• **Instructions for the task**
Restate the listing in full, keeping every word as it is.

┄┄┄┄┄┄┄┄┄┄┄┄┄┄┄┄┄┄┄┄

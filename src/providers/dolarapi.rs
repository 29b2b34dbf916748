use async_trait::async_trait;
use serde::Deserialize;
use tracing::debug;

use crate::core::{Quote, QuoteProvider, RateError};

/// Quote gateway backed by dolarapi.com.
///
/// One outbound request per call, no retries, no state between calls.
pub struct DolarApiProvider {
    base_url: String,
}

impl DolarApiProvider {
    pub fn new(base_url: &str) -> Self {
        DolarApiProvider {
            base_url: base_url.to_string(),
        }
    }

    async fn get_text(&self, endpoint: &str, market: &str) -> Result<String, RateError> {
        let url = format!("{}{}", self.base_url, endpoint);
        debug!("Requesting quote data from {}", url);

        let client = reqwest::Client::builder()
            .user_agent("cambio/1.0")
            .build()
            .map_err(|e| transport(market, format!("Failed to build HTTP client: {e}")))?;

        let response = client
            .get(&url)
            .send()
            .await
            .map_err(|e| transport(market, format!("Request error: {e}")))?;

        if !response.status().is_success() {
            return Err(transport(
                market,
                format!("HTTP error: {}", response.status()),
            ));
        }

        response
            .text()
            .await
            .map_err(|e| transport(market, format!("Failed to read response body: {e}")))
    }

    /// Fetches the whole quote board, one entry per market.
    pub async fn fetch_board(&self) -> Result<Vec<Quote>, RateError> {
        let text = self.get_text("/dolares", "all").await?;

        let payload: Vec<DolarApiQuote> = serde_json::from_str(&text)
            .map_err(|e| transport("all", format!("Failed to parse payload: {e}")))?;

        Ok(payload
            .into_iter()
            .map(|entry| {
                let market = entry.casa.clone().unwrap_or_default();
                entry.into_quote(&market)
            })
            .collect())
    }
}

fn transport(market: &str, reason: String) -> RateError {
    RateError::Transport {
        market: market.to_string(),
        reason,
    }
}

#[derive(Debug, Deserialize)]
struct DolarApiQuote {
    casa: Option<String>,
    nombre: Option<String>,
    compra: Option<f64>,
    venta: Option<f64>,
    #[serde(alias = "fechaActualizacion")]
    fecha_actualizacion: Option<String>,
}

impl DolarApiQuote {
    fn into_quote(self, market: &str) -> Quote {
        Quote {
            market: self.casa.unwrap_or_else(|| market.to_string()),
            bid: coerce(self.compra),
            ask: coerce(self.venta),
            source_name: self.nombre.unwrap_or_else(|| market.to_string()),
            as_of: self.fecha_actualizacion,
        }
    }
}

/// Absent or non-numeric sides become 0 so the selection fallback applies.
/// Only a payload that fails to parse at all is a transport failure.
fn coerce(value: Option<f64>) -> f64 {
    value.filter(|v| v.is_finite()).unwrap_or(0.0)
}

#[async_trait]
impl QuoteProvider for DolarApiProvider {
    async fn fetch_quote(&self, market: &str) -> Result<Quote, RateError> {
        let text = self.get_text(&format!("/dolares/{market}"), market).await?;

        let payload: DolarApiQuote = serde_json::from_str(&text)
            .map_err(|e| transport(market, format!("Failed to parse payload: {e}")))?;

        Ok(payload.into_quote(market))
    }
}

┄┄┄┄┄┄┄┄┄┄┄┄┄┄┄┄┄┄┄┄

• **Response box**
filename src/providers/dolarapi.rs
repository 29b2b34dbf916748
use async_trait::async_trait;
use serde::Deserialize;
use tracing::debug;

use crate::core::{Quote, QuoteProvider, RateError};

/// Quote gateway backed by dolarapi.com.
///
/// One outbound request per call, no retries, no state between calls.
pub struct DolarApiProvider {
    base_url: String,
}

impl DolarApiProvider {
    pub fn new(base_url: &str) -> Self {
        DolarApiProvider {
            base_url: base_url.to_string(),
        }
    }

    async fn get_text(&self, endpoint: &str, market: &str) -> Result<String, RateError> {
        let url = format!("{}{}", self.base_url, endpoint);
        debug!("Requesting quote data from {}", url);

        let client = reqwest::Client::builder()
            .user_agent("cambio/1.0")
            .build()
            .map_err(|e| transport(market, format!("Failed to build HTTP client: {e}")))?;

        let response = client
            .get(&url)
            .send()
            .await
            .map_err(|e| transport(market, format!("Request error: {e}")))?;

        if !response.status().is_success() {
            return Err(transport(
                market,
                format!("HTTP error: {}", response.status()),
            ));
        }

        response
            .text()
            .await
            .map_err(|e| transport(market, format!("Failed to read response body: {e}")))
    }

    /// Fetches the whole quote board, one entry per market.
    pub async fn fetch_board(&self) -> Result<Vec<Quote>, RateError> {
        let text = self.get_text("/dolares", "all").await?;

        let payload: Vec<DolarApiQuote> = serde_json::from_str(&text)
            .map_err(|e| transport("all", format!("Failed to parse payload: {e}")))?;

        Ok(payload
            .into_iter()
            .map(|entry| {
                let market = entry.casa.clone().unwrap_or_default();
                entry.into_quote(&market)
            })
            .collect())
    }
}

fn transport(market: &str, reason: String) -> RateError {
    RateError::Transport {
        market: market.to_string(),
        reason,
    }
}

#[derive(Debug, Deserialize)]
struct DolarApiQuote {
    casa: Option<String>,
    nombre: Option<String>,
    compra: Option<f64>,
    venta: Option<f64>,
    #[serde(alias = "fechaActualizacion")]
    fecha_actualizacion: Option<String>,
}

impl DolarApiQuote {
    fn into_quote(self, market: &str) -> Quote {
        Quote {
            market: self.casa.unwrap_or_else(|| market.to_string()),
            bid: coerce(self.compra),
            ask: coerce(self.venta),
            source_name: self.nombre.unwrap_or_else(|| market.to_string()),
            as_of: self.fecha_actualizacion,
        }
    }
}

/// Absent or non-numeric sides become 0 so the selection fallback applies.
/// Only a payload that fails to parse at all is a transport failure.
fn coerce(value: Option<f64>) -> f64 {
    value.filter(|v| v.is_finite()).unwrap_or(0.0)
}

#[async_trait]
impl QuoteProvider for DolarApiProvider {
    async fn fetch_quote(&self, market: &str) -> Result<Quote, RateError> {
        let text = self.get_text(&format!("/dolares/{market}"), market).await?;

        let payload: DolarApiQuote = serde_json::from_str(&text)
            .map_err(|e| transport(market, format!("Failed to parse payload: {e}")))?;

        Ok(payload.into_quote(market))
    }
}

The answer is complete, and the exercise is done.